Л.М. спросил:— Слышали о деле Ишкова? О счете в швейцарском банке.
— Закрыто дело. Косыгин сказал, что верит в личную честность Ишкова.
— И тем не менее, если счет в швейцарском банке за проданную рыбу и икру, вы понимаете, что это означает: микроб остается живым и в кипятке — значит, плохо наше дело.
— А разговоры о В. Распутине, который якобы пошел прогуляться в американских джинсах и за то, что не захотел их отдать, ему сломали ногу, проломили голову? Это страшно.
— А.И., как вы относитесь к Ч. Айтматову? Откуда такой успех у него?
Я объяснил, как считаю:
— Его герои выступили в неожиданном душевном богатстве. Джамиля — вариант Наташи Ростовой. Открытия Шекспира и Толстого предполагается заново открыть в Киргизии. Подумать, какой прогресс в результате революции! Мне кажется, что в его произведениях больше от прочитанных книг, чем от реальности. Но талантлив бесспорно.
— Я прочел повесть «Прощай, Гюльсары!» Это ловко написано. Автор талантлив, но во всем произведении элемент чистописания, книжности. Видите ли, киргиз вряд ли может так относиться к лошади. Они едят лошадей. Любование конем хорошо для Толстого, английское седло, уздечка, прогулки на лошади. Крестьянин относится иначе. Киргизы — по-своему. И потом: иноходец запряжен в телегу? Чем же этот писатель так зацепил читателя?

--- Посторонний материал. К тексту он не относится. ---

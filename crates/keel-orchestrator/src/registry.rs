//! Model registry and lifecycle state.
//!
//! The registry is the authoritative map from model id to
//! [`LoadedModelEntry`]. Entries are inserted only once fully constructed,
//! so callers never observe a half-loaded model.
//!
//! Recency is tracked with a registry-wide logical clock: every insert and
//! every access takes the next tick, which gives a strict LRU order with no
//! ties between entries.

use chrono::{DateTime, Utc};
use parking_lot::{Mutex, RwLock};
use std::collections::HashMap;
use std::path::PathBuf;
use std::sync::Arc;
use std::sync::atomic::{AtomicU8, AtomicU64, Ordering};
use std::time::{Duration, Instant};
use tokio::sync::RwLock as Gate;

use crate::backend::InferenceBackend;
use crate::events::{EventBus, UnloadReason};
use crate::types::{
    ModelConfiguration, ModelHandle, ModelParameters, ModelRequest, ModelState, ModelStats,
    ModelStatus, RuntimeOptions,
};

/// A resident model. Owned by the registry; shared with in-flight calls.
pub struct LoadedModelEntry {
    handle: ModelHandle,
    request: ModelRequest,
    path: PathBuf,
    backend: Arc<dyn InferenceBackend>,
    options: RwLock<RuntimeOptions>,
    /// Shared for concurrent-safe sessions, exclusive otherwise and for unload
    gate: Gate<()>,
    state: AtomicU8,
    last_tick: AtomicU64,
    last_access: Mutex<DateTime<Utc>>,
    access_count: AtomicU64,
    loaded_at: Instant,
}

impl LoadedModelEntry {
    pub fn new(
        handle: ModelHandle,
        request: ModelRequest,
        backend: Arc<dyn InferenceBackend>,
        options: RuntimeOptions,
    ) -> Self {
        let path = request.path.clone();
        let loaded_at = handle.loaded_at;
        Self {
            handle,
            request,
            path,
            backend,
            options: RwLock::new(options),
            gate: Gate::new(()),
            state: AtomicU8::new(ModelState::Ready.as_u8()),
            last_tick: AtomicU64::new(0),
            last_access: Mutex::new(loaded_at),
            access_count: AtomicU64::new(0),
            loaded_at: Instant::now(),
        }
    }

    pub fn id(&self) -> &str {
        &self.handle.id
    }

    /// Handle snapshot with the current lifecycle state.
    pub fn handle(&self) -> ModelHandle {
        let mut handle = self.handle.clone();
        handle.state = self.state();
        handle
    }

    pub fn request(&self) -> &ModelRequest {
        &self.request
    }

    pub fn path(&self) -> &PathBuf {
        &self.path
    }

    pub fn backend(&self) -> &Arc<dyn InferenceBackend> {
        &self.backend
    }

    pub fn memory_usage(&self) -> u64 {
        self.handle.memory_bytes
    }

    pub fn state(&self) -> ModelState {
        ModelState::from_u8(self.state.load(Ordering::Acquire))
    }

    pub fn is_ready(&self) -> bool {
        self.state() == ModelState::Ready
    }

    /// Move `from → to` if the entry is currently in `from`.
    fn transition(&self, from: ModelState, to: ModelState) -> bool {
        debug_assert!(from.can_transition_to(to));
        self.state
            .compare_exchange(from.as_u8(), to.as_u8(), Ordering::AcqRel, Ordering::Acquire)
            .is_ok()
    }

    pub fn options(&self) -> RuntimeOptions {
        self.options.read().clone()
    }

    pub fn update_options(&self, params: &ModelParameters) {
        self.options.write().apply(params);
    }

    pub(crate) fn gate(&self) -> &Gate<()> {
        &self.gate
    }

    pub fn last_tick(&self) -> u64 {
        self.last_tick.load(Ordering::Acquire)
    }

    pub fn last_access(&self) -> DateTime<Utc> {
        *self.last_access.lock()
    }

    pub fn access_count(&self) -> u64 {
        self.access_count.load(Ordering::Relaxed)
    }

    pub fn uptime(&self) -> Duration {
        self.loaded_at.elapsed()
    }

    pub fn configuration(&self) -> ModelConfiguration {
        let options = self.options.read();
        ModelConfiguration {
            id: self.handle.id.clone(),
            provider: self.handle.provider.clone(),
            model_type: self.handle.model_type,
            status: ModelStatus::Loaded,
            path: Some(self.path.clone()),
            format: Some(self.handle.format),
            memory_bytes: Some(self.handle.memory_bytes),
            priority: Some(options.priority),
            context_size: Some(options.context_size),
        }
    }

    pub fn stats(&self) -> ModelStats {
        ModelStats {
            id: self.handle.id.clone(),
            model_type: self.handle.model_type,
            memory_bytes: self.handle.memory_bytes,
            access_count: self.access_count(),
            last_access: self.last_access(),
        }
    }
}

impl std::fmt::Debug for LoadedModelEntry {
    fn fmt(&self, f: &mut std::fmt::Formatter<'_>) -> std::fmt::Result {
        f.debug_struct("LoadedModelEntry")
            .field("id", &self.handle.id)
            .field("state", &self.state())
            .field("memory_bytes", &self.handle.memory_bytes)
            .field("last_tick", &self.last_tick())
            .finish()
    }
}

/// Authoritative map from model id to entry.
#[derive(Debug)]
pub struct ModelRegistry {
    entries: RwLock<HashMap<String, Arc<LoadedModelEntry>>>,
    clock: AtomicU64,
    events: EventBus,
}

impl ModelRegistry {
    pub fn new() -> Self {
        Self::with_events(EventBus::default())
    }

    pub fn with_events(events: EventBus) -> Self {
        Self {
            entries: RwLock::new(HashMap::new()),
            clock: AtomicU64::new(0),
            events,
        }
    }

    pub fn events(&self) -> &EventBus {
        &self.events
    }

    fn tick(&self) -> u64 {
        self.clock.fetch_add(1, Ordering::AcqRel) + 1
    }

    /// Insert a fully constructed entry. Returns the entry back if the id is
    /// already present.
    pub fn insert(&self, entry: LoadedModelEntry) -> Result<Arc<LoadedModelEntry>, LoadedModelEntry> {
        let mut entries = self.entries.write();
        if entries.contains_key(entry.id()) {
            return Err(entry);
        }
        entry.last_tick.store(self.tick(), Ordering::Release);
        let entry = Arc::new(entry);
        entries.insert(entry.id().to_string(), Arc::clone(&entry));
        tracing::debug!(model_id = %entry.id(), tick = entry.last_tick(), "registry entry inserted");
        Ok(entry)
    }

    /// Record an access: new LRU position, counter, timestamp.
    pub fn touch(&self, entry: &LoadedModelEntry) {
        entry.last_tick.store(self.tick(), Ordering::Release);
        entry.access_count.fetch_add(1, Ordering::Relaxed);
        *entry.last_access.lock() = Utc::now();
    }

    /// Refresh an entry's LRU position without counting an access.
    pub fn refresh(&self, entry: &LoadedModelEntry) {
        entry.last_tick.store(self.tick(), Ordering::Release);
    }

    pub fn get(&self, id: &str) -> Option<Arc<LoadedModelEntry>> {
        self.entries.read().get(id).cloned()
    }

    pub fn is_loaded(&self, id: &str) -> bool {
        self.entries
            .read()
            .get(id)
            .map(|e| e.is_ready())
            .unwrap_or(false)
    }

    /// Entries sorted by id.
    pub fn list_loaded(&self) -> Vec<Arc<LoadedModelEntry>> {
        let mut list: Vec<_> = self.entries.read().values().cloned().collect();
        list.sort_by(|a, b| a.id().cmp(b.id()));
        list
    }

    /// Entries from least to most recently used.
    pub fn lru_order(&self) -> Vec<Arc<LoadedModelEntry>> {
        let mut list: Vec<_> = self.entries.read().values().cloned().collect();
        list.sort_by_key(|e| e.last_tick());
        list
    }

    pub fn len(&self) -> usize {
        self.entries.read().len()
    }

    pub fn is_empty(&self) -> bool {
        self.len() == 0
    }

    pub fn total_memory_usage(&self) -> u64 {
        self.entries.read().values().map(|e| e.memory_usage()).sum()
    }

    /// Unload `id`. Returns the bytes freed, or `None` when the id is absent
    /// or already being unloaded.
    ///
    /// Waits for in-flight inferences on the entry, then removes it, releases
    /// the backend session and publishes `ModelUnloaded`. Dropping the future
    /// while it waits leaves the model `Ready`; once the entry is removed the
    /// release runs to completion on its own task.
    pub async fn unload(&self, id: &str, reason: UnloadReason) -> Option<u64> {
        let entry = self.get(id)?;
        if !entry.transition(ModelState::Ready, ModelState::Unloading) {
            tracing::debug!(model_id = id, state = %entry.state(), "unload skipped");
            return None;
        }

        let pending = PendingUnload { entry: &entry, armed: true };
        let exclusive = entry.gate().write().await;
        {
            let mut entries = self.entries.write();
            if entries
                .get(id)
                .is_some_and(|current| Arc::ptr_eq(current, &entry))
            {
                entries.remove(id);
            }
        }
        pending.disarm();
        drop(exclusive);

        let events = self.events.clone();
        let id = id.to_string();
        let release = tokio::spawn(async move {
            entry.backend().unload().await;
            entry.transition(ModelState::Unloading, ModelState::Unloaded);

            let freed = entry.memory_usage();
            tracing::info!(model_id = %id, bytes = freed, reason = ?reason, "model unloaded");
            events.model_unloaded(&id, freed, reason);
            freed
        });
        release.await.ok()
    }
}

/// Puts an entry back to `Ready` if its unload is abandoned before the entry
/// leaves the map.
struct PendingUnload<'a> {
    entry: &'a LoadedModelEntry,
    armed: bool,
}

impl PendingUnload<'_> {
    fn disarm(mut self) {
        self.armed = false;
    }
}

impl Drop for PendingUnload<'_> {
    fn drop(&mut self) {
        if self.armed && self.entry.transition(ModelState::Unloading, ModelState::Ready) {
            tracing::debug!(model_id = %self.entry.id(), "abandoned unload, model kept");
        }
    }
}

impl Default for ModelRegistry {
    fn default() -> Self {
        Self::new()
    }
}
//! Table formatting for CLI output

use comfy_table::{ContentArrangement, Table as ComfyTable};
use serde_json::{Map, Value};

/// Table for CLI output
#[derive(Debug, Clone)]
pub struct Table {
    inner: ComfyTable,
}

fn cell_text(value: &Value) -> String {
    match value {
        Value::String(s) => s.clone(),
        Value::Null => String::new(),
        _ => value.to_string(),
    }
}

impl Table {
    /// Create a table from a JSON array of objects
    pub fn from_json_array(arr: &[Value]) -> Self {
        let mut table = ComfyTable::new();

        if let Some(obj) = arr.first().and_then(Value::as_object) {
            let headers: Vec<String> = obj.keys().cloned().collect();
            table.set_header(&headers);
        }

        for item in arr {
            if let Some(obj) = item.as_object() {
                table.add_row(obj.values().map(cell_text).collect::<Vec<_>>());
            }
        }

        table
            .set_content_arrangement(ContentArrangement::Dynamic)
            .set_width(120);
        Self { inner: table }
    }

    /// Two-column key/value table
    pub fn from_json_object(obj: &Map<String, Value>) -> Self {
        let mut table = ComfyTable::new();
        table.set_header(vec!["field", "value"]);
        for (key, value) in obj {
            table.add_row(vec![key.clone(), cell_text(value)]);
        }
        table
            .set_content_arrangement(ContentArrangement::Dynamic)
            .set_width(120);
        Self { inner: table }
    }
}

impl std::fmt::Display for Table {
    fn fmt(&self, f: &mut std::fmt::Formatter<'_>) -> std::fmt::Result {
        write!(f, "{}", self.inner)
    }
}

— Этот вопрос всегда волновал меня. Я, например, не понимал причину успеха «Бронепоезда» Всеволода Иванова. Зажатый с двух сторон партизанами, Незеласов мечется туда-сюда. Он так много пролил невинной крови, что не ждет пощады от красных. И вот, чтобы остановить бронепоезд, на рельсы ложится китаец-красноармеец. И бронепоезд останавливается. Помилуйте, да если бы на рельсы лег весь Китай с Индонезией впридачу, Незеласов, не задумываясь, переехал бы через них.
6 июня 1980 г.
Л.М. жалуется на общее состояние. Болят рубцы. Рассказывает, что его пригласил Левчев приехать в Болгарию, побеседовать с писателями. «Мне показалось, что он мне не симпатизирует. Но зачем тогда приглашать?»
— Понимает, что такое Леонов для славянских литератур. Писатель Леонов не зависит уже даже от вас.
— А.И., не будем строить иллюзий. Я же знаю, что меня здесь только терпят. Не понимаю только, почему ко мне настороженно относятся Астафьев, Распутин, Носов и другие писатели. Никто из них не пишет мне, ни один не прислал телеграмм к дню рождения.